Friday, September 1, 2023

My First Spot. And Robert Burns.

I remember back literally forty years ago when I recorded my first radio commercial. 

The assignment itself was a crisis, as so many are. Especially in an era before we had turned the word calendar into a verb. 

The agency had shot a raft of 30-second television commercials that were very successful. The client, out of the blue demanded 60-second radio commercials that used the entirety of the 30-second TV scripts. It wasn't a bad idea. It's just that it wasn't planned for. That means someone had to think.

All the senior people involved in the television spots couldn't figure out how to make this request work. Hangdog, they came to my tiny inside office late one night and gave me the assignment, telling me it was due the next morning.

I had a blue IBM Selectric II in those pre-computer days than had a reassuring hum and feeling of solidity no computer can replicate. I got to work, worried it would take me all night. But in about 45 minutes, I had figured out a way to add to the spots, not just stretch them. Actually, make them adroit for radio--and improve them.

I had the chutzpah to run down to the office of the President of the agency, where all the senior TV people had gathered. I presented the work and they were silent. 

"How how how did you do that?"

"I dunno," I sheepished. 

In less than a week I was in my first recording session with my ACD and a voice actor of the oldest school. The Cronkite-ian voice of authority, listening to a guy called Harlan Rector read my words. I was blown-away.

Of course, we were listening to Harlan on speakers the size of a New York brownstone. But soon, the engineer played the spots back on "speakers the size of a quarter." The size of the speakers in the $3.99 Korvette's transistor radios of that era. 

I asked why--I knew nothing. It was so we could hear the spots how actual people would hear the spots.

I'm not sure how life works in agencies today--it's been almost four years since the ignominy of my grey hair outweighed the wisdom--and revenue--I was contributing. But when I watch my 30 minutes of TV a day on an actual TV or watch commercials on my computer during the day, it seems to me that no one's taken the time to view their commercials how real people will view them. Or, more likely, not even look up from their laptop.
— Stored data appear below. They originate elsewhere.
//! Annotated markdown rendering.
//!
//! Splits a response buffer into the markdown document shown as the main
//! body and the callout lines pulled out of it. Rendering is a pure
//! function of the buffer, so it is safe to re-run after every fragment.

use crate::callout::{CalloutKind, leading_marker};

/// Classification of one source line.
#[derive(Debug, Clone, PartialEq, Eq)]
pub enum RenderLine {
    Plain(String),
    Callout { marker: String, text: String },
}

/// Classifies a single line (without its `'\n'`).
///
/// A trailing `'\r'` is dropped first so CRLF bodies classify like LF ones.
pub fn classify_line(line: &str) -> RenderLine {
    let line = line.strip_suffix('\r').unwrap_or(line);
    match leading_marker(line) {
        Some((marker, text)) => RenderLine::Callout {
            marker: marker.to_string(),
            text: text.to_string(),
        },
        None => RenderLine::Plain(line.to_string()),
    }
}

/// A callout lifted out of the document.
#[derive(Debug, Clone, PartialEq, Eq)]
pub struct CalloutBlock {
    pub kind: CalloutKind,
    pub marker: String,
    pub text: String,
    /// Zero-based index of the source line.
    pub line: usize,
}

/// Result of rendering a buffer.
#[derive(Debug, Clone, Default, PartialEq, Eq)]
pub struct RenderedResponse {
    /// Plain lines joined with `'\n'`; callout lines contribute nothing.
    pub plain_document: String,
    /// Callouts in source order.
    pub callouts: Vec<CalloutBlock>,
}

impl RenderedResponse {
    pub fn is_empty(&self) -> bool {
        self.plain_document.is_empty() && self.callouts.is_empty()
    }

    fn from_lines<'a>(lines: impl IntoIterator<Item = &'a RenderLine>) -> Self {
        let mut out = Self::default();
        let mut first_plain = true;

        for (index, line) in lines.into_iter().enumerate() {
            match line {
                RenderLine::Plain(text) => {
                    if !first_plain {
                        out.plain_document.push('\n');
                    }
                    first_plain = false;
                    out.plain_document.push_str(text);
                }
                RenderLine::Callout { marker, text } => out.callouts.push(CalloutBlock {
                    kind: CalloutKind::from_marker(marker),
                    marker: marker.clone(),
                    text: text.clone(),
                    line: index,
                }),
            }
        }

        out
    }
}

/// Renders `buffer` into a plain document and its callouts.
pub fn render(buffer: &str) -> RenderedResponse {
    let lines: Vec<RenderLine> = buffer.split('\n').map(classify_line).collect();
    RenderedResponse::from_lines(&lines)
}

/// Renderer that reuses the classification of completed lines.
///
/// Only the text after the last `'\n'` is re-classified on each update.
/// Output is identical to [`render`] for every buffer.
#[derive(Debug, Default)]
pub struct IncrementalRenderer {
    /// Buffer text up to and including the last classified `'\n'`.
    completed: String,
    lines: Vec<RenderLine>,
}

impl IncrementalRenderer {
    pub fn new() -> Self {
        Self::default()
    }

    /// Renders `buffer`, classifying only lines completed since the last call.
    pub fn update(&mut self, buffer: &str) -> RenderedResponse {
        if !buffer.starts_with(&self.completed) {
            tracing::trace!("buffer diverged from cached prefix, re-classifying");
            self.clear();
        }

        let fresh = &buffer[self.completed.len()..];
        let (done, tail) = match fresh.rfind('\n') {
            Some(pos) => (&fresh[..pos], &fresh[pos + 1..]),
            None => ("", fresh),
        };

        if fresh.len() != tail.len() {
            self.lines.extend(done.split('\n').map(classify_line));
            self.completed.push_str(&fresh[..=done.len()]);
        }

        let tail = classify_line(tail);
        RenderedResponse::from_lines(self.lines.iter().chain(std::iter::once(&tail)))
    }

    pub fn clear(&mut self) {
        self.completed.clear();
        self.lines.clear();
    }
}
In fact, most often, it seems to me that no one cares what real people think of their work. They're just interested in getting them past the 21 rounds of internal review and the 17 rounds of client review. 

Today, victory no longer comes from doing something good. 

The process of work is so torturous, victory today means getting something done. 

It's probably how Prometheus felt when Zeus chained him to that rock and buzzards ate his liver every day, only to have it grow back overnight and start all over tomorrow. That too, I suppose was considered a victory. Lasting another day.

No one seems to care that the premise of the commercial sucks. The acting is bad. The mix is too loud. And the crescendo of a joke--if it were ever funny--is no longer funny after the second viewing, much less the 200th. (That's approximately how many times a week I wind up seeing an average spot--and in these impecunious times, spots run for three years. That's why most commercials leave me hating brands and products rather than desiring them.)

I think an adjunct of awards mania is that we care only about what the industry thinks of our work not what actual users think of our work. 

Actual viewers be damned! The CMO loves it!

In a weird way, I always think of a couplet from Robert Burns when I look at work--mine or anyone elses'. I didn't learn about this in ad school. I learned it from living. How subversive.

O, wad some Power the giftie gie us  
To see oursels as others see us!

In plain old English, try to see your work as others see it. Not as you want others to see it.